Eye Candy #568 - "Cowboys and Aliens"


Cowboys and Aliens:  This film is a mash-up of the country and sci-fi genres, which is always a bit of a tough sell.  Our story opens with an amnesiac (Daniel Craig) awakening in the desert, with no memory of who he is or how he got there, with a sophisticated metal manacle on his wrist.  He makes his way to a small cow-town, where he runs afoul of the law (who believe him to be a wanted criminal, Jake Lonergan) and the town’s overbearing benefactor, cattle baron Colonel Dolarhyde (Harrison Ford) and his equally overbearing son, Percy (Paul Dano).  But before they can move against him, aliens attack the town, kidnapping various members of the townsfolk. Lonergan has flashbacks that tie his own predicament into that of the townspeople, so he leads a posse to retrieve their kin, running afoul of outlaws, Indians, and aliens along the way.  The supporting cast here, including Sam Rockwell, Clancy Brown, and Olivia Wilde, is solid.  Even Adam Beach, who I usually can’t stand, has a good moment or two.  The film also has a sense of humor and doesn’t take itself too seriously (which is good, because the explanations for what the aliens are after is nothing to write home about).  The special effects are good, the plot is fairly simplistic without many original ideas, and the acting is good without being remarkable.  Not the best film of the summer, but still worth watching.  Good, without being great.  Woodchuck sez, “Check it out.”

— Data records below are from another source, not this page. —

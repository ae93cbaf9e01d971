use crate::engine::{EngineError, GridEngine};
use crate::position::PositionManager;
use tokio::sync::mpsc;
use tracing::{error, info, warn};
use vantage_execution::exchange::Exchange;
use vantage_execution::{Kline, Order, OrderState, Position, PriceUpdate};
use vantage_instrument::Symbol;

const EVENT_CHANNEL_CAPACITY: usize = 256;

/// One symbol's event surface, split by source so a burst of price ticks on
/// a hot symbol cannot starve order or position updates behind it in a
/// single shared queue.
#[derive(Debug)]
pub struct SymbolChannels {
    pub price_tx: mpsc::Sender<PriceUpdate>,
    pub kline_tx: mpsc::Sender<Kline>,
    pub order_tx: mpsc::Sender<Order<OrderState>>,
    pub position_tx: mpsc::Sender<Position>,
}

/// Receiver half of a [`SymbolManager`]'s channels, handed back alongside
/// the manager itself so the orchestrator can route inbound events to the
/// [`SymbolChannels`] senders while holding onto this for [`SymbolManager::spawn`].
pub struct SymbolReceivers {
    price_rx: mpsc::Receiver<PriceUpdate>,
    kline_rx: mpsc::Receiver<Kline>,
    order_rx: mpsc::Receiver<Order<OrderState>>,
    position_rx: mpsc::Receiver<Position>,
}

/// Owns one symbol's full runtime state: its [`PositionManager`], its
/// [`GridEngine`], and the bounded channels that feed it events from the
/// orchestrator. Runs as a single task so every mutation to the engine's
/// slot table is strictly serialised — no two events for the same symbol
/// are ever processed concurrently.
pub struct SymbolManager<E: Exchange> {
    symbol: Symbol,
    engine: GridEngine<E>,
    positions: PositionManager,
    last_kline: Option<Kline>,
}

impl<E: Exchange> SymbolManager<E> {
    pub fn new(symbol: Symbol, engine: GridEngine<E>) -> (Self, SymbolChannels, SymbolReceivers) {
        let (price_tx, price_rx) = mpsc::channel(EVENT_CHANNEL_CAPACITY);
        let (kline_tx, kline_rx) = mpsc::channel(EVENT_CHANNEL_CAPACITY);
        let (order_tx, order_rx) = mpsc::channel(EVENT_CHANNEL_CAPACITY);
        let (position_tx, position_rx) = mpsc::channel(EVENT_CHANNEL_CAPACITY);

        let positions = PositionManager::new(symbol.clone());
        let manager = Self { symbol, engine, positions, last_kline: None };
        let channels = SymbolChannels { price_tx, kline_tx, order_tx, position_tx };
        let receivers = SymbolReceivers { price_rx, kline_rx, order_rx, position_rx };

        (manager, channels, receivers)
    }

    /// Recover durable state and reconcile against the venue before serving
    /// any event.
    pub async fn start(&mut self) -> Result<(), EngineError> {
        self.engine.sync_orders().await?;
        info!(symbol = %self.symbol, "symbol manager started");
        Ok(())
    }

    /// Run the manager's serial event loop until every channel closes.
    /// Intended to be spawned as its own task per symbol so a panic in one
    /// symbol's processing cannot take down another's (panic isolation is
    /// enforced by the orchestrator catching the join handle's result, not
    /// by this loop itself).
    pub async fn run(mut self, mut receivers: SymbolReceivers) {
        loop {
            tokio::select! {
                biased;

                Some(order) = receivers.order_rx.recv() => {
                    self.handle_order_update(order);
                }
                Some(position) = receivers.position_rx.recv() => {
                    self.positions.apply(&position);
                }
                Some(kline) = receivers.kline_rx.recv() => {
                    self.last_kline = Some(kline);
                }
                Some(price) = receivers.price_rx.recv() => {
                    self.handle_price_update(price).await;
                }
                else => break,
            }
        }

        warn!(symbol = %self.symbol, "symbol manager event loop exited: all channels closed");
    }

    /// Spawn this manager's event loop, returning a join handle the
    /// orchestrator can await for panic isolation.
    pub fn spawn(self, receivers: SymbolReceivers) -> tokio::task::JoinHandle<()>
    where
        E: 'static,
    {
        tokio::spawn(self.run(receivers))
    }

    async fn handle_price_update(&mut self, price: PriceUpdate) {
        let (high, low, close) = match &self.last_kline {
            Some(k) => (k.high, k.low, k.close),
            None => (price.price, price.price, price.price),
        };

        let position_qty = self.positions.snapshot().qty;
        let minute_of_day_utc = minute_of_day_utc(price.timestamp_ms);

        match self
            .engine
            .on_price_update(high, low, close, position_qty, minute_of_day_utc, price.timestamp_ms)
            .await
        {
            Ok(actions) if !actions.is_empty() => {
                info!(symbol = %self.symbol, actions = actions.len(), "grid actions dispatched");
            }
            Ok(_) => {}
            Err(err) => error!(symbol = %self.symbol, ?err, "price update handling failed"),
        }
    }

    fn handle_order_update(&mut self, order: Order<OrderState>) {
        match self.engine.on_order_update(order, now_ms()) {
            Ok(Some(ghost)) => {
                warn!(symbol = %self.symbol, ?ghost, "applying ghost fill to local position");
                self.positions.apply_local_fill(ghost.side, ghost.qty, ghost.price);
            }
            Ok(None) => {}
            Err(err) => error!(symbol = %self.symbol, ?err, "order update handling failed"),
        }
    }

    pub fn positions(&self) -> &PositionManager {
        &self.positions
    }
}

fn now_ms() -> i64 {
    chrono::Utc::now().timestamp_millis()
}

fn minute_of_day_utc(timestamp_ms: i64) -> u16 {
    use chrono::Timelike;
    let Some(dt) = chrono::DateTime::from_timestamp_millis(timestamp_ms) else {
        return 0;
    };
    (dt.hour() * 60 + dt.minute()) as u16
}

#[cfg(test)]
mod tests {
    use super::minute_of_day_utc;

    #[test]
    fn minute_of_day_reads_utc_hour_and_minute() {
        // 2024-01-01T00:00:00Z
        assert_eq!(minute_of_day_utc(1_704_067_200_000), 0);
        // 2024-01-01T12:34:00Z -> 12*60+34 = 754
        assert_eq!(minute_of_day_utc(1_704_067_200_000 + (12 * 3600 + 34 * 60) * 1000), 754);
    }
}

Eye Candy #567 - "The Conspirator"


The Conspirator:  Directed by Robert Redford, this film details the military trial of Mary Surratt (played by Robin Wright) and other conspirators for the assassination of Abraham Lincoln and the attempted assassination of Secretary of State William Seward in 1865.  Surratt, who has the dubious distinction of being the first woman executed by the federal government, ran a boarding house that John Wilkes Booth and other sympathizers frequented.  She and her fellow conspirators, in violation of due process and in the name of political expediency, are forced into a military tribunal arranged by Secretary of Defense Edwin Stanton (played by Kevin Kline).  Her defense is led by Frederick Aiken, a Civil War veteran and idealistic attorney fairly railroaded into the job, played by James McAvoy, who has an uphill battle proving her innocence in a court where the burden of proof is extremely lenient and his client is uncooperative.  A better directorial effort than Redford’s “Lions for Lambs”, with a strong contemporary resonance to the current treatment and trials of suspected terrorists by the United States (the subjectivity of morality aside), it’s still not a very good film, with a profound emotional detachment to the proceedings, leaden pace, and lack of energy.  Surratt, as played by Wright, doesn’t make for a terribly sympathetic character – she lies in her own defense to protect her son John, a Confederate courier.  There is nary a likable person to be found, and we have no more profound insight into the life of Surratt, her motivations, and whether or not she was truly guilty of the crimes she was executed for (though it seems she was convicted as a proxy for her son).  It’s a pretty movie to look at, but it’s not a great movie to watch.  Woodchuck sez, “Nothing to write home about.”

Sunday, August 21, 2011

Eye Candy #566 - "Conan the Barbarian" (2011)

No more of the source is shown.